//! Turtle 1.1 serializer.
//!
//! Produces a Turtle document with `@prefix` declarations for every prefix
//! actually used, followed by one block per subject in order of first
//! appearance. Predicates keep their insertion order; repeated predicates are
//! written once with comma-separated objects.

use crate::graph::{Graph, Triple};
use crate::model::{iris, Iri, Literal, Object, Subject};

use super::{escape_literal, Abbreviator};

/// Serializes `graph` to a Turtle string.
#[must_use]
pub fn to_turtle(graph: &Graph) -> String {
    let abbr = Abbreviator::new(graph);
    let mut out = String::with_capacity(64 * graph.len() + 256);

    // Prefix declarations
    let used = abbr.used(graph);
    for (prefix, namespace) in &used {
        out.push_str(&format!("@prefix {}: <{}> .\n", prefix, namespace));
    }
    if !used.is_empty() {
        out.push('\n');
    }

    for subject in graph.subjects() {
        let triples: Vec<&Triple> = graph.about(subject).collect();
        out.push_str(&subject_to_turtle(subject, &abbr));
        out.push('\n');

        let mut predicates: Vec<&Iri> = Vec::new();
        for t in &triples {
            if !predicates.contains(&&t.predicate) {
                predicates.push(&t.predicate);
            }
        }

        let lines: Vec<String> = predicates
            .iter()
            .map(|predicate| {
                let objects: Vec<String> = triples
                    .iter()
                    .filter(|t| &t.predicate == *predicate)
                    .map(|t| object_to_turtle(&t.object, &abbr))
                    .collect();
                format!(
                    "  {} {}",
                    predicate_to_turtle(predicate, &abbr),
                    objects.join(" , ")
                )
            })
            .collect();
        out.push_str(&lines.join(" ;\n"));
        out.push_str(" .\n\n");
    }

    out
}

fn iri_to_turtle(iri: &Iri, abbr: &Abbreviator) -> String {
    abbr.compact(iri).unwrap_or_else(|| format!("<{}>", iri))
}

fn subject_to_turtle(subject: &Subject, abbr: &Abbreviator) -> String {
    match subject {
        Subject::Iri(iri) => iri_to_turtle(iri, abbr),
        Subject::Blank(node) => node.to_string(),
    }
}

fn predicate_to_turtle(predicate: &Iri, abbr: &Abbreviator) -> String {
    if predicate.as_str() == iris::RDF_TYPE {
        "a".to_owned()
    } else {
        iri_to_turtle(predicate, abbr)
    }
}

fn object_to_turtle(object: &Object, abbr: &Abbreviator) -> String {
    match object {
        Object::Iri(iri) => iri_to_turtle(iri, abbr),
        Object::Blank(node) => node.to_string(),
        Object::Literal(lit) => literal_to_turtle(lit, abbr),
    }
}

fn literal_to_turtle(lit: &Literal, abbr: &Abbreviator) -> String {
    let quoted = format!("\"{}\"", escape_literal(lit.lexical()));
    match (lit.language(), lit.datatype()) {
        (Some(lang), _) => format!("{}@{}", quoted, lang),
        (None, Some(dt)) if dt.as_str() != iris::XSD_STRING => {
            format!("{}^^{}", quoted, iri_to_turtle(dt, abbr))
        }
        _ => quoted,
    }
}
──────────────────────────────
WHAT THE TASK REQUIRES
Every line that contains the string "lines" should be returned from the data.

RESULT
        let lines: Vec<String> = predicates
        out.push_str(&lines.join(" ;\n"));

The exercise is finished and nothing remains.